What you are asked to do ::
The lines below may contain the word "match". Please count those that do and give the number alone.

Exercise input ::
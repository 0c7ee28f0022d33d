//! Storage for continuous view state.
pub mod matrel;

pub use self::matrel::{MaterializedRelation, MatrelMode};
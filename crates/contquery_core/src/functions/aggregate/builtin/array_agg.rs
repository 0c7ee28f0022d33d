use contquery_error::{DbError, Result};

use super::{BuiltinAggregate, CollectedValues, first_arg};
use crate::arrays::datatype::DataType;
use crate::arrays::scalar::ScalarValue;
use crate::catalog::{
    AggregateDefinition, CombinerDefinition, FunctionDef, ReturnType, StateType,
};
use crate::functions::aggregate::{AggregateBehavior, TransitionValue};
use crate::functions::documentation::{Category, Documentation};

static ARRAY_AGG_DOC: Documentation = Documentation {
    category: Category::GENERAL_PURPOSE_AGGREGATE,
    description: "Collect all input values, including NULLs, into a list.",
    arguments: &["input"],
    example: None,
};

static COMBINABLE_ARRAY_AGG_DOC: Documentation = Documentation {
    category: Category::STREAMING_AGGREGATE,
    description: "Variant of `array_agg` whose partial lists can be concatenated.",
    arguments: &["input"],
    example: None,
};

static SET_AGG_DOC: Documentation = Documentation {
    category: Category::STREAMING_AGGREGATE,
    description: "Collect the distinct non-NULL input values into a list.",
    arguments: &["input"],
    example: None,
};

fn list_state() -> StateType {
    StateType::Value(DataType::list(DataType::Any))
}

pub fn definitions() -> Vec<BuiltinAggregate> {
    vec![
        (
            AggregateDefinition::new(
                "array_agg",
                vec![DataType::Any],
                FunctionDef::non_strict("array_agg_transfn"),
                StateType::Internal,
                &ArrayAgg,
            )
            .with_finalize(
                FunctionDef::non_strict("array_agg_finalfn"),
                ReturnType::ListOfArg(0),
            )
            .with_doc(&ARRAY_AGG_DOC),
            None,
        ),
        (
            AggregateDefinition::new(
                "combinable_array_agg",
                vec![DataType::Any],
                FunctionDef::non_strict("combinable_array_agg_transfn"),
                list_state(),
                &CombinableArrayAgg,
            )
            .with_return_type(ReturnType::ListOfArg(0))
            .with_doc(&COMBINABLE_ARRAY_AGG_DOC),
            Some(CombinerDefinition::new(
                FunctionDef::non_strict("array_agg_combine"),
                list_state(),
            )),
        ),
        (
            AggregateDefinition::new(
                "set_agg",
                vec![DataType::Any],
                FunctionDef::non_strict("set_agg_transfn"),
                list_state(),
                &SetAgg,
            )
            .with_return_type(ReturnType::ListOfArg(0))
            .with_doc(&SET_AGG_DOC),
            Some(CombinerDefinition::new(
                FunctionDef::non_strict("set_agg_combine"),
                list_state(),
            )),
        ),
    ]
}

/// Plain `array_agg`, keeps an internal buffer and can't be combined.
#[derive(Debug, Clone, Copy)]
pub struct ArrayAgg;

impl AggregateBehavior for ArrayAgg {
    fn transition(&self, state: &mut TransitionValue, args: &[ScalarValue]) -> Result<()> {
        let value = first_arg(args)?.clone();
        state
            .internal_or_init(CollectedValues::default)?
            .values
            .push(value);
        Ok(())
    }

    fn finalize(&self, state: &TransitionValue, _direct_args: &[ScalarValue]) -> Result<ScalarValue> {
        if state.is_null() {
            return Ok(ScalarValue::Null);
        }
        let collected = state.downcast_ref::<CollectedValues>()?;
        Ok(ScalarValue::List(collected.values.clone()))
    }
}

fn list_mut(state: &mut TransitionValue) -> Result<&mut Vec<ScalarValue>> {
    if state.is_null() {
        *state = TransitionValue::Datum(ScalarValue::List(Vec::new()));
    }
    match state.as_datum_mut()? {
        ScalarValue::List(values) => Ok(values),
        other => Err(DbError::new(format!("Expected list state, got {other}"))),
    }
}

/// `array_agg` with the state kept as a list value.
#[derive(Debug, Clone, Copy)]
pub struct CombinableArrayAgg;

impl AggregateBehavior for CombinableArrayAgg {
    fn transition(&self, state: &mut TransitionValue, args: &[ScalarValue]) -> Result<()> {
        let value = first_arg(args)?.clone();
        list_mut(state)?.push(value);
        Ok(())
    }

    fn combine(&self, state: &mut TransitionValue, other: TransitionValue) -> Result<()> {
        let other = other.as_datum()?.try_as_list()?.to_vec();
        list_mut(state)?.extend(other);
        Ok(())
    }
}

/// Distinct `array_agg`, unique values in order of first appearance.
#[derive(Debug, Clone, Copy)]
pub struct SetAgg;

impl AggregateBehavior for SetAgg {
    fn transition(&self, state: &mut TransitionValue, args: &[ScalarValue]) -> Result<()> {
        let value = first_arg(args)?;
        if value.is_null() {
            return Ok(());
        }
        let values = list_mut(state)?;
        if !values.contains(value) {
            values.push(value.clone());
        }
        Ok(())
    }

    fn combine(&self, state: &mut TransitionValue, other: TransitionValue) -> Result<()> {
        for value in other.as_datum()?.try_as_list()? {
            self.transition(state, std::slice::from_ref(value))?;
        }
        Ok(())
    }
}

#[cfg(test)]
mod tests {
    use super::*;

    #[test]
    fn set_agg_dedups_across_partials() {
        let mut a = TransitionValue::null();
        let mut b = TransitionValue::null();
        for v in [1, 2, 1] {
            SetAgg.transition(&mut a, &[ScalarValue::Int64(v)]).unwrap();
        }
        for v in [3, 2] {
            SetAgg.transition(&mut b, &[ScalarValue::Int64(v)]).unwrap();
        }
        SetAgg.transition(&mut b, &[ScalarValue::Null]).unwrap();

        SetAgg.combine(&mut a, b).unwrap();
        let expected = ScalarValue::List(vec![
            ScalarValue::Int64(1),
            ScalarValue::Int64(2),
            ScalarValue::Int64(3),
        ]);
        assert_eq!(&expected, a.as_datum().unwrap());
    }

    #[test]
    fn array_agg_keeps_nulls() {
        let mut state = TransitionValue::null();
        CombinableArrayAgg
            .transition(&mut state, &[ScalarValue::Null])
            .unwrap();
        CombinableArrayAgg
            .transition(&mut state, &[ScalarValue::Int64(4)])
            .unwrap();
        let expected = ScalarValue::List(vec![ScalarValue::Null, ScalarValue::Int64(4)]);
        assert_eq!(&expected, state.as_datum().unwrap());
    }
}
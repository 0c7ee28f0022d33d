use std::cmp::Ordering;

use contquery_error::Result;

use crate::arrays::field::Row;
use crate::arrays::scalar::{ScalarValue, sort_cmp};
use crate::execution::{ExecutionContext, RowSource};
use crate::expr::PhysicalSortExpr;

/// Full sort of the input. Rows with equal keys keep their input order.
#[derive(Debug)]
pub struct PhysicalSort {
    keys: Vec<PhysicalSortExpr>,
    input: Box<dyn RowSource>,
    sorted: Option<std::vec::IntoIter<Row>>,
}

impl PhysicalSort {
    pub fn new(keys: Vec<PhysicalSortExpr>, input: Box<dyn RowSource>) -> Self {
        PhysicalSort {
            keys,
            input,
            sorted: None,
        }
    }
}

impl RowSource for PhysicalSort {
    fn poll_next_row(&mut self, ctx: &ExecutionContext) -> Result<Option<Row>> {
        if self.sorted.is_none() {
            let mut keyed: Vec<(Vec<ScalarValue>, Row)> = Vec::new();
            while let Some(row) = self.input.poll_next_row(ctx)? {
                let key = self
                    .keys
                    .iter()
                    .map(|k| k.expr.eval(&row, ctx))
                    .collect::<Result<Vec<_>>>()?;
                keyed.push((key, row));
            }
            keyed.sort_by(|(a, _), (b, _)| compare_keys(&self.keys, a, b));
            self.sorted = Some(
                keyed
                    .into_iter()
                    .map(|(_, row)| row)
                    .collect::<Vec<_>>()
                    .into_iter(),
            );
        }

        Ok(self.sorted.as_mut().and_then(|rows| rows.next()))
    }
}

/// Compare two evaluated sort keys.
pub fn compare_keys(keys: &[PhysicalSortExpr], a: &[ScalarValue], b: &[ScalarValue]) -> Ordering {
    for ((key, a), b) in keys.iter().zip(a).zip(b) {
        match sort_cmp(a, b, key.desc, key.nulls_first) {
            Ordering::Equal => continue,
            other => return other,
        }
    }
    Ordering::Equal
}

Response for this exercise ::
2